-- EXTRACTED DATA follows --

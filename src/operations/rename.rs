//! Rename a symbol and every reference to it across the project.

use crate::edit::Edit;
use crate::operations::{EditSet, OperationError, OperationResult};
use crate::project::{BindingKind, ImportStatementKind, ProjectModel, SourceFile};
use crate::sg::{is_identifier, PatternMatcher};
use crate::symbols::scope::bound_at;
use crate::symbols::{identifier_occurrences, ExternalReference, ResolvedSymbol, Selector, SymbolResolver};
use tracing::info;

/// Words TypeScript refuses as declaration names.
const RESERVED_WORDS: &[&str] = &[
    "break", "case", "catch", "class", "const", "continue", "debugger", "default", "delete",
    "do", "else", "enum", "export", "extends", "false", "finally", "for", "function", "if",
    "import", "in", "instanceof", "new", "null", "return", "super", "switch", "this", "throw",
    "true", "try", "typeof", "var", "void", "while", "with",
];

/// Rename the symbol `selector` names to `new_name`.
#[tracing::instrument(level = "debug", skip_all, fields(symbol = %selector, new_name = %new_name))]
pub fn execute(project: &mut ProjectModel, selector: &Selector, new_name: &str) -> OperationResult {
    run(project, selector, new_name).into()
}

fn run(
    project: &mut ProjectModel,
    selector: &Selector,
    new_name: &str,
) -> Result<OperationResult, OperationError> {
    let mut edits = EditSet::default();
    let mut warnings = Vec::new();

    {
        let resolver = SymbolResolver::new(project);
        let symbol = resolver
            .resolve(selector)
            .ok_or_else(|| OperationError::NotFound(resolver.describe_missing(selector)))?;

        if symbol.name == new_name {
            return Ok(OperationResult::no_op(format!(
                "'{}' is already named '{new_name}'",
                symbol.qualified_name()
            )));
        }

        let references = resolver.find_external_references(&symbol);
        let blockers = validate_new_name(project, &symbol, &references, new_name);
        if !blockers.is_empty() {
            return Err(OperationError::ValidationBlocked { blockers });
        }

        let owner = project
            .file(&symbol.file_path)
            .ok_or_else(|| OperationError::NotFound(resolver.describe_missing(selector)))?;

        if symbol.is_member() {
            member_edits(project, owner, &symbol, &references, new_name, &mut edits);
            warnings.push(format!(
                "accesses of '.{}' are matched by name; accesses on unrelated objects in {} file(s) were renamed too",
                symbol.name,
                references.len() + 1
            ));
        } else {
            top_level_edits(project, owner, &symbol, &references, new_name, &mut edits);
        }
    }

    let affected = edits.apply(project)?;
    info!(files = affected.len(), "renamed");
    Ok(OperationResult::succeeded(affected, warnings))
}

fn validate_new_name(
    project: &ProjectModel,
    symbol: &ResolvedSymbol,
    references: &[ExternalReference],
    new_name: &str,
) -> Vec<String> {
    if !is_identifier(new_name) || RESERVED_WORDS.contains(&new_name) {
        return vec![format!("'{new_name}' is not a valid identifier")];
    }

    let mut blockers = Vec::new();
    let Some(owner) = project.file(&symbol.file_path) else {
        return blockers;
    };

    match &symbol.parent {
        Some(parent) => {
            let siblings = owner
                .outline()
                .top_level(parent)
                .map(|p| p.members.as_slice())
                .unwrap_or_default();
            if siblings.iter().any(|m| m.name == new_name) {
                blockers.push(format!(
                    "Cannot rename '{}' to '{new_name}': '{parent}' already has a member named '{new_name}'",
                    symbol.qualified_name()
                ));
            }
        }
        None => {
            if declares(owner, new_name) {
                blockers.push(format!(
                    "Cannot rename '{}' to '{new_name}': '{new_name}' already exists in {}",
                    symbol.name, symbol.file_path
                ));
            }

            let mut rewritten = vec![owner];

            // Importers that bind the name unaliased get the new name too
            for reference in references {
                let Some(file) = project.file(&reference.file_path) else {
                    continue;
                };
                let renames_local = reference.imports.iter().any(|r| {
                    r.statement == ImportStatementKind::Import
                        && r.binding.kind == BindingKind::Named
                        && r.binding.imported == symbol.name
                        && !r.binding.is_aliased()
                });
                if !renames_local {
                    continue;
                }
                if declares(file, new_name) {
                    blockers.push(format!(
                        "Cannot rename '{}' to '{new_name}': '{new_name}' already exists in {}",
                        symbol.name, reference.file_path
                    ));
                }
                rewritten.push(file);
            }

            for file in rewritten {
                blockers.extend(capture_blockers(file, &symbol.name, new_name));
            }
        }
    }

    blockers
}

/// Ways writing `new_name` over the uses of `old` in `file` would change
/// what an identifier refers to.
fn capture_blockers(file: &SourceFile, old: &str, new_name: &str) -> Vec<String> {
    let mut blockers = Vec::new();

    let captured = identifier_occurrences(file, old)
        .iter()
        .filter(|o| !o.in_import && bound_at(file, &o.span, new_name))
        .count();
    if captured > 0 {
        blockers.push(format!(
            "Cannot rename '{old}' to '{new_name}': {captured} use(s) in {} are inside a scope that already binds '{new_name}'",
            file.path()
        ));
    }

    // A global of that name would start resolving to the renamed symbol
    if !declares(file, new_name)
        && identifier_occurrences(file, new_name)
            .iter()
            .any(|o| !o.in_import)
    {
        blockers.push(format!(
            "Cannot rename '{old}' to '{new_name}': {} already uses a global '{new_name}'",
            file.path()
        ));
    }

    blockers
}

/// Whether `name` is bound at the top level of `file`.
fn declares(file: &SourceFile, name: &str) -> bool {
    file.outline().top_level(name).is_some() || file.import_for_local(name).is_some()
}

fn rename_occurrences(file: &SourceFile, old: &str, new_name: &str, edits: &mut EditSet) {
    for occurrence in identifier_occurrences(file, old) {
        if occurrence.in_import {
            continue;
        }
        let replacement = if occurrence.shorthand {
            format!("{old}: {new_name}")
        } else {
            new_name.to_string()
        };
        edits.push(Edit::new(
            file.path(),
            occurrence.span.start,
            occurrence.span.end,
            replacement,
            old,
        ));
    }
}

fn top_level_edits(
    project: &ProjectModel,
    owner: &SourceFile,
    symbol: &ResolvedSymbol,
    references: &[ExternalReference],
    new_name: &str,
    edits: &mut EditSet,
) {
    let old = symbol.name.as_str();
    rename_occurrences(owner, old, new_name, edits);

    for reference in references {
        let Some(file) = project.file(&reference.file_path) else {
            continue;
        };

        for import in &reference.imports {
            let binding = &import.binding;
            match binding.kind {
                BindingKind::Named if binding.imported == old => {
                    let Some(span) = binding.name_span.clone() else {
                        continue;
                    };
                    edits.push(Edit::new(file.path(), span.start, span.end, new_name, old));
                    // `{ old as alias }` and re-exports keep their local name
                    let keep_local = binding.is_aliased()
                        || import.statement == ImportStatementKind::ReExport;
                    if !keep_local {
                        rename_occurrences(file, old, new_name, edits);
                    }
                }
                BindingKind::Namespace if import.statement == ImportStatementKind::Import => {
                    let matcher = PatternMatcher::new(file.text(), file.language());
                    let Ok(accesses) = matcher.namespace_accesses(&binding.local, old) else {
                        continue;
                    };
                    for access in accesses {
                        let span = access.property_span;
                        edits.push(Edit::new(file.path(), span.start, span.end, new_name, old));
                    }
                }
                // Default imports and `export *` carry no name
                _ => {}
            }
        }
    }
}

fn member_edits(
    project: &ProjectModel,
    owner: &SourceFile,
    symbol: &ResolvedSymbol,
    references: &[ExternalReference],
    new_name: &str,
    edits: &mut EditSet,
) {
    let old = symbol.name.as_str();
    let span = symbol.declaration.name_span.clone();
    edits.push(Edit::new(owner.path(), span.start, span.end, new_name, old));

    let files = std::iter::once(owner)
        .chain(references.iter().filter_map(|r| project.file(&r.file_path)));
    for file in files {
        let matcher = PatternMatcher::new(file.text(), file.language());
        let Ok(accesses) = matcher.member_accesses(old) else {
            continue;
        };
        for access in accesses {
            let span = access.property_span;
            edits.push(Edit::new(file.path(), span.start, span.end, new_name, old));
        }
    }
}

-- EXTRACTED DATA concluded --

TASK BRIEF. Transcribe all of the data exactly, leaving no line out.

SOLUTION TO THE PROBLEM.
filename src/operations/rename.rs
//! Rename a symbol and every reference to it across the project.

use crate::edit::Edit;
use crate::operations::{EditSet, OperationError, OperationResult};
use crate::project::{BindingKind, ImportStatementKind, ProjectModel, SourceFile};
use crate::sg::{is_identifier, PatternMatcher};
use crate::symbols::scope::bound_at;
use crate::symbols::{identifier_occurrences, ExternalReference, ResolvedSymbol, Selector, SymbolResolver};
use tracing::info;

/// Words TypeScript refuses as declaration names.
const RESERVED_WORDS: &[&str] = &[
    "break", "case", "catch", "class", "const", "continue", "debugger", "default", "delete",
    "do", "else", "enum", "export", "extends", "false", "finally", "for", "function", "if",
    "import", "in", "instanceof", "new", "null", "return", "super", "switch", "this", "throw",
    "true", "try", "typeof", "var", "void", "while", "with",
];

/// Rename the symbol `selector` names to `new_name`.
#[tracing::instrument(level = "debug", skip_all, fields(symbol = %selector, new_name = %new_name))]
pub fn execute(project: &mut ProjectModel, selector: &Selector, new_name: &str) -> OperationResult {
    run(project, selector, new_name).into()
}

fn run(
    project: &mut ProjectModel,
    selector: &Selector,
    new_name: &str,
) -> Result<OperationResult, OperationError> {
    let mut edits = EditSet::default();
    let mut warnings = Vec::new();

    {
        let resolver = SymbolResolver::new(project);
        let symbol = resolver
            .resolve(selector)
            .ok_or_else(|| OperationError::NotFound(resolver.describe_missing(selector)))?;

        if symbol.name == new_name {
            return Ok(OperationResult::no_op(format!(
                "'{}' is already named '{new_name}'",
                symbol.qualified_name()
            )));
        }

        let references = resolver.find_external_references(&symbol);
        let blockers = validate_new_name(project, &symbol, &references, new_name);
        if !blockers.is_empty() {
            return Err(OperationError::ValidationBlocked { blockers });
        }

        let owner = project
            .file(&symbol.file_path)
            .ok_or_else(|| OperationError::NotFound(resolver.describe_missing(selector)))?;

        if symbol.is_member() {
            member_edits(project, owner, &symbol, &references, new_name, &mut edits);
            warnings.push(format!(
                "accesses of '.{}' are matched by name; accesses on unrelated objects in {} file(s) were renamed too",
                symbol.name,
                references.len() + 1
            ));
        } else {
            top_level_edits(project, owner, &symbol, &references, new_name, &mut edits);
        }
    }

    let affected = edits.apply(project)?;
    info!(files = affected.len(), "renamed");
    Ok(OperationResult::succeeded(affected, warnings))
}

fn validate_new_name(
    project: &ProjectModel,
    symbol: &ResolvedSymbol,
    references: &[ExternalReference],
    new_name: &str,
) -> Vec<String> {
    if !is_identifier(new_name) || RESERVED_WORDS.contains(&new_name) {
        return vec![format!("'{new_name}' is not a valid identifier")];
    }

    let mut blockers = Vec::new();
    let Some(owner) = project.file(&symbol.file_path) else {
        return blockers;
    };

    match &symbol.parent {
        Some(parent) => {
            let siblings = owner
                .outline()
                .top_level(parent)
                .map(|p| p.members.as_slice())
                .unwrap_or_default();
            if siblings.iter().any(|m| m.name == new_name) {
                blockers.push(format!(
                    "Cannot rename '{}' to '{new_name}': '{parent}' already has a member named '{new_name}'",
                    symbol.qualified_name()
                ));
            }
        }
        None => {
            if declares(owner, new_name) {
                blockers.push(format!(
                    "Cannot rename '{}' to '{new_name}': '{new_name}' already exists in {}",
                    symbol.name, symbol.file_path
                ));
            }

            let mut rewritten = vec![owner];

            // Importers that bind the name unaliased get the new name too
            for reference in references {
                let Some(file) = project.file(&reference.file_path) else {
                    continue;
                };
                let renames_local = reference.imports.iter().any(|r| {
                    r.statement == ImportStatementKind::Import
                        && r.binding.kind == BindingKind::Named
                        && r.binding.imported == symbol.name
                        && !r.binding.is_aliased()
                });
                if !renames_local {
                    continue;
                }
                if declares(file, new_name) {
                    blockers.push(format!(
                        "Cannot rename '{}' to '{new_name}': '{new_name}' already exists in {}",
                        symbol.name, reference.file_path
                    ));
                }
                rewritten.push(file);
            }

            for file in rewritten {
                blockers.extend(capture_blockers(file, &symbol.name, new_name));
            }
        }
    }

    blockers
}

/// Ways writing `new_name` over the uses of `old` in `file` would change
/// what an identifier refers to.
fn capture_blockers(file: &SourceFile, old: &str, new_name: &str) -> Vec<String> {
    let mut blockers = Vec::new();

    let captured = identifier_occurrences(file, old)
        .iter()
        .filter(|o| !o.in_import && bound_at(file, &o.span, new_name))
        .count();
    if captured > 0 {
        blockers.push(format!(
            "Cannot rename '{old}' to '{new_name}': {captured} use(s) in {} are inside a scope that already binds '{new_name}'",
            file.path()
        ));
    }

    // A global of that name would start resolving to the renamed symbol
    if !declares(file, new_name)
        && identifier_occurrences(file, new_name)
            .iter()
            .any(|o| !o.in_import)
    {
        blockers.push(format!(
            "Cannot rename '{old}' to '{new_name}': {} already uses a global '{new_name}'",
            file.path()
        ));
    }

    blockers
}

/// Whether `name` is bound at the top level of `file`.
fn declares(file: &SourceFile, name: &str) -> bool {
    file.outline().top_level(name).is_some() || file.import_for_local(name).is_some()
}

fn rename_occurrences(file: &SourceFile, old: &str, new_name: &str, edits: &mut EditSet) {
    for occurrence in identifier_occurrences(file, old) {
        if occurrence.in_import {
            continue;
        }
        let replacement = if occurrence.shorthand {
            format!("{old}: {new_name}")
        } else {
            new_name.to_string()
        };
        edits.push(Edit::new(
            file.path(),
            occurrence.span.start,
            occurrence.span.end,
            replacement,
            old,
        ));
    }
}

fn top_level_edits(
    project: &ProjectModel,
    owner: &SourceFile,
    symbol: &ResolvedSymbol,
    references: &[ExternalReference],
    new_name: &str,
    edits: &mut EditSet,
) {
    let old = symbol.name.as_str();
    rename_occurrences(owner, old, new_name, edits);

    for reference in references {
        let Some(file) = project.file(&reference.file_path) else {
            continue;
        };

        for import in &reference.imports {
            let binding = &import.binding;
            match binding.kind {
                BindingKind::Named if binding.imported == old => {
                    let Some(span) = binding.name_span.clone() else {
                        continue;
                    };
                    edits.push(Edit::new(file.path(), span.start, span.end, new_name, old));
                    // `{ old as alias }` and re-exports keep their local name
                    let keep_local = binding.is_aliased()
                        || import.statement == ImportStatementKind::ReExport;
                    if !keep_local {
                        rename_occurrences(file, old, new_name, edits);
                    }
                }
                BindingKind::Namespace if import.statement == ImportStatementKind::Import => {
                    let matcher = PatternMatcher::new(file.text(), file.language());
                    let Ok(accesses) = matcher.namespace_accesses(&binding.local, old) else {
                        continue;
                    };
                    for access in accesses {
                        let span = access.property_span;
                        edits.push(Edit::new(file.path(), span.start, span.end, new_name, old));
                    }
                }
                // Default imports and `export *` carry no name
                _ => {}
            }
        }
    }
}

fn member_edits(
    project: &ProjectModel,
    owner: &SourceFile,
    symbol: &ResolvedSymbol,
    references: &[ExternalReference],
    new_name: &str,
    edits: &mut EditSet,
) {
    let old = symbol.name.as_str();
    let span = symbol.declaration.name_span.clone();
    edits.push(Edit::new(owner.path(), span.start, span.end, new_name, old));

    let files = std::iter::once(owner)
        .chain(references.iter().filter_map(|r| project.file(&r.file_path)));
    for file in files {
        let matcher = PatternMatcher::new(file.text(), file.language());
        let Ok(accesses) = matcher.member_accesses(old) else {
            continue;
        };
        for access in accesses {
            let span = access.property_span;
            edits.push(Edit::new(file.path(), span.start, span.end, new_name, old));
        }
    }
}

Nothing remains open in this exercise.